Fisher died Friday at his home in Rye, N.Y., of a bone marrow disease, his wife, Dr. Elaine K. Haagen, said Thursday.
Fisher was a freshman at Wesleyan University in Connecticut in 1958 when he and four other fellow students formed the band. United Artists released Fisher’s arrangement of the spiritual “Michael, Row the Boat Ashore” while they were still in school. It soared to the top of the best-seller chart under the title “Michael,” earning the group a gold record.
Other hits followed, including “Cotton Fields” and “The Gypsy Rover,” as did appearances on Ed Sullivan’s and Johnny Carson’s shows.
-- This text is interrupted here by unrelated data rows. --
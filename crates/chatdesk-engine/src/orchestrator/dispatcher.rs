//! # Dispatcher
//!
//! The 2-second heartbeat of the engine. Each tick refreshes shift flags,
//! drains the head of the main queue through the batch optimizer, and
//! (during office hours) promotes a handful of stranded sessions to the
//! overflow queue and drains that queue against the Overflow team.
//!
//! Promotion runs after the main-queue pass, so a session demoted this
//! tick is first offered to the Overflow team on the next one; overflow
//! placement latency is bounded by a single tick.
//!
//! Tick failures are logged and swallowed: the loop must survive
//! transient store errors.

use std::cmp;
use std::sync::Arc;

use tokio::sync::watch;
use tokio::time::MissedTickBehavior;
use tracing::{debug, error, info};

use crate::agent::{AgentStore, ShiftManager, Team};
use crate::clock::Clock;
use crate::config::DispatcherConfig;
use crate::error::Result;
use crate::orchestrator::assignment::Assigner;
use crate::routing::hours::BusinessHours;
use crate::routing::selector::{AgentSelector, AssignmentPlan};
use crate::session::SessionStore;

/// Periodic queue-draining task
pub struct Dispatcher {
    sessions: Arc<SessionStore>,
    agents: Arc<AgentStore>,
    selector: Arc<AgentSelector>,
    assigner: Arc<Assigner>,
    shift_manager: Arc<ShiftManager>,
    clock: Arc<dyn Clock>,
    config: DispatcherConfig,
}

impl Dispatcher {
    /// Create a dispatcher over the engine's shared components
    #[allow(clippy::too_many_arguments)]
    pub fn new(
        sessions: Arc<SessionStore>,
        agents: Arc<AgentStore>,
        selector: Arc<AgentSelector>,
        assigner: Arc<Assigner>,
        shift_manager: Arc<ShiftManager>,
        clock: Arc<dyn Clock>,
        config: DispatcherConfig,
    ) -> Self {
        Self { sessions, agents, selector, assigner, shift_manager, clock, config }
    }

    /// Run the tick loop until the shutdown signal flips
    pub async fn run(self: Arc<Self>, mut shutdown: watch::Receiver<bool>) {
        let period = std::time::Duration::from_secs(self.config.tick_interval_secs);
        let mut ticker = tokio::time::interval(period);
        ticker.set_missed_tick_behavior(MissedTickBehavior::Delay);
        info!("🚀 Dispatcher started ({}s tick)", self.config.tick_interval_secs);

        loop {
            tokio::select! {
                _ = ticker.tick() => {
                    if let Err(e) = self.tick().await {
                        error!("❌ Dispatcher tick failed: {e}");
                    }
                }
                _ = shutdown.changed() => {
                    if *shutdown.borrow() {
                        info!("🛑 Dispatcher stopping");
                        break;
                    }
                }
            }
        }
    }

    /// One dispatcher tick
    ///
    /// The overflow queue drains before this tick's promotions land, so a
    /// freshly promoted session waits one tick before it is offered to the
    /// Overflow team.
    pub async fn tick(&self) -> Result<()> {
        let now = self.clock.now();
        self.shift_manager.update_status(now).await?;
        self.process_main_queue().await?;
        if BusinessHours::is_office_hours(now) {
            self.process_overflow_queue().await?;
            self.move_unassigned_to_overflow().await?;
        }
        Ok(())
    }

    /// Offer the head of the main queue to the batch optimizer
    pub async fn process_main_queue(&self) -> Result<()> {
        let available = self.agents.accepting_agents().await?;
        if available.is_empty() {
            debug!("📋 No agents accepting; main queue untouched");
            return Ok(());
        }

        let mut batch = self.sessions.queued_main().await?;
        batch.truncate(cmp::min(self.config.batch_size, available.len()));
        if batch.is_empty() {
            return Ok(());
        }

        let plans = self.selector.create_optimal_assignments(&batch, &available)?;
        self.commit_plans(plans).await;
        Ok(())
    }

    /// Promote stranded main-queue sessions to the overflow queue
    ///
    /// Takes the oldest still-queued sessions, up to the promotion batch
    /// size; each keeps its `created_at` and therefore its accumulated
    /// wait.
    pub async fn move_unassigned_to_overflow(&self) -> Result<()> {
        let mut stranded = self.sessions.queued_main().await?;
        stranded.truncate(self.config.overflow_promotion_batch);
        for session in stranded {
            self.sessions.move_to_overflow(&session.id).await?;
        }
        Ok(())
    }

    /// Drain the overflow queue against the Overflow team
    pub async fn process_overflow_queue(&self) -> Result<()> {
        let overflow_pool = self.agents.by_team(Team::Overflow).await?;
        let mut batch = self.sessions.queued_overflow().await?;
        batch.truncate(self.config.batch_size);
        if batch.is_empty() {
            return Ok(());
        }

        let plans = self.selector.create_overflow_assignments(&batch, &overflow_pool)?;
        self.commit_plans(plans).await;
        Ok(())
    }

    /// Commit each plan; a failed commit hands its reservation back
    async fn commit_plans(&self, plans: Vec<AssignmentPlan>) {
        for plan in plans {
            match self.assigner.try_assign(&plan.session, &plan.agent).await {
                Ok(true) => {}
                Ok(false) => plan.agent.release_reservation(),
                Err(e) => {
                    error!("❌ Assignment of session {} failed: {e}", plan.session.id);
                    plan.agent.release_reservation();
                }
            }
        }
    }
}
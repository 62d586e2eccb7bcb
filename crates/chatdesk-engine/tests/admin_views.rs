//! Admin View Verification
//!
//! Exercises the read-only admin snapshots against a running engine and
//! pins the wire shapes the HTTP surface serves.

use std::sync::Arc;

use chatdesk_engine::prelude::*;
use chrono::{Duration, TimeZone};

async fn engine_with_clock() -> (Arc<DispatchEngine>, Arc<SimulatedClock>) {
    // Monday 03:00 UTC: Team A on shift, outside office hours.
    let clock = Arc::new(SimulatedClock::new(
        Utc.with_ymd_and_hms(2025, 6, 2, 3, 0, 0).unwrap(),
    ));
    let engine = DispatchEngine::new(DispatchConfig::default(), Some(clock.clone() as Arc<dyn Clock>))
        .await
        .unwrap();
    (engine, clock)
}

#[tokio::test]
async fn queue_status_reflects_queues_and_limits() {
    let (engine, clock) = engine_with_clock().await;
    let admin = AdminApi::new(Arc::clone(&engine));

    for i in 0..3 {
        clock.advance(Duration::milliseconds(10));
        engine.create_session(&format!("u{i}")).await.unwrap();
    }

    let status = admin.queue_status().await.unwrap();
    assert_eq!(status.queue_length, 3);
    assert_eq!(status.overflow_queue_length, 0);
    // Only Team A is on shift at 03:00 UTC.
    assert_eq!(status.total_capacity, 21);
    assert_eq!(status.main_queue_limit, 31);
    assert_eq!(status.overflow_capacity, 0);
    assert!(!status.is_office_hours);
    assert_eq!(status.agents.len(), 16);

    let on_shift: Vec<_> = status.agents.iter().filter(|a| a.active).collect();
    assert_eq!(on_shift.len(), 4);
    assert!(on_shift.iter().all(|a| a.team == Team::TeamA));
}

#[tokio::test]
async fn session_views_split_by_liveness() {
    let (engine, clock) = engine_with_clock().await;
    let admin = AdminApi::new(Arc::clone(&engine));

    let keeper = engine.create_session("u-live").await.unwrap();
    clock.advance(Duration::milliseconds(10));
    let goner = engine.create_session("u-gone").await.unwrap();
    engine.dispatcher().tick().await.unwrap();

    // Keep one session polling while the other goes silent.
    clock.advance(Duration::seconds(4));
    engine.poll(&keeper.id).await.unwrap();
    engine.timeout_service().process_timeouts().await.unwrap();

    let active = admin.active_sessions().await.unwrap();
    assert_eq!(active.len(), 1);
    assert_eq!(active[0].id, keeper.id);

    let inactive = admin.inactive_sessions().await.unwrap();
    assert_eq!(inactive.len(), 1);
    assert_eq!(inactive[0].id, goner.id);

    assert_eq!(admin.sessions().await.unwrap().len(), 2);
}

#[tokio::test]
async fn wire_shapes_are_camel_case_with_enum_names() {
    let (engine, _clock) = engine_with_clock().await;
    let admin = AdminApi::new(Arc::clone(&engine));
    engine.create_session("u1").await.unwrap();

    let status = serde_json::to_value(admin.queue_status().await.unwrap()).unwrap();
    assert!(status.get("queueLength").is_some());
    assert!(status.get("overflowQueueLength").is_some());
    assert!(status.get("isOfficeHours").is_some());

    let agent = &status["agents"][0];
    assert!(agent.get("acceptingNewChats").is_some());
    assert!(agent.get("maxConcurrent").is_some());
    let seniority = agent["seniority"].as_str().unwrap();
    assert!(["Junior", "MidLevel", "Senior", "TeamLead"].contains(&seniority));
    let team = agent["team"].as_str().unwrap();
    assert!(["TeamA", "TeamB", "TeamC", "Overflow"].contains(&team));

    let sessions = serde_json::to_value(admin.sessions().await.unwrap()).unwrap();
    let session = &sessions[0];
    assert_eq!(session["status"], "Queued");
    assert!(session.get("userId").is_some());
    assert!(session.get("createdAt").is_some());
    assert!(session.get("lastPolledAt").is_some());
}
The group began to frequently play the Gaslight Cafe in New York’s Greenwich Village section and came into contact with such greats as Bob Dylan, Tom Paxton and Buffy Sainte-Marie.
They disbanded in 1964 but came together again in 1987 for a concert for their 25th college reunion. Since then, they have performed 10-12 concerts a year, said Ken Greengrass, the group’s longtime manager. The band last performed together in August in Massachusetts.
Fisher “was writing 99 percent of the music and doing the vocal arrangements” for the band, Greengrass said, in addition to being its lead singer. Fisher was only member of the band to make music his profession, working as a songwriter, arranger and producer for movies and television shows such as the “Fall Guy.”
“The sound of the Highwaymen was Fisher,” said Greengrass, who has managed Art Garfunkel and other artists. “His tenor made the group very recognizable.”
Before Fisher died, the group had been discussing a number of projects, including a PBS special and a Woodstock-like show with other performing artists.
Band member Steve Butts, a retired university administrator who was the group’s banjo player, said he and the other two surviving members were at Fisher’s bedside the day before he died.
Band member Bob Burnett had a career as a trusts lawyer and Chan Daniels, who died in 1975, had been an executive for Capitol Records.
Fisher is “the guy responsible for one of the seminal folk groups of 1960s,” said Steve Trott, who played mandolin and guitar for the group and made a career as a federal appeals court judge and worked in the Justice Department under Ronald Reagan. “He’s the guy who arranged the biggest folk hit of all time, ‘Michael, Row the Boat Ashore.’“
Trott called Fisher a musical genius who knew opera, classical, folk music and every other kind of music like the back of his hand.
“He was able to put it all together and meld it into the Highwaymen sound,” he said.
The rock ‘n’ roll magazine Blitz has called the Highwaymen’s recording of their 1963 concert at the Massachusetts Institute of Technology the best reissue or compilation of 2009. It also called its album When the Village Was Green one of the best releases of 2007.
The reason “Michael” was such a big hit, Trott said, was because Fisher “put a couple of minor chords into it that hadn’t been there before ... and that made all the difference.”
He told Butts to whistle “and that was it. It took about 15 minutes,” Trott said. “He did that all the time. He had this touch for folk music that was remarkable.”
A memorial service was planned for June 13 at the Clear View School in Briarcliff Manor, N.Y., a treatment center for children with emotional and mental illness where Fisher served on the board of directors, Haagen said.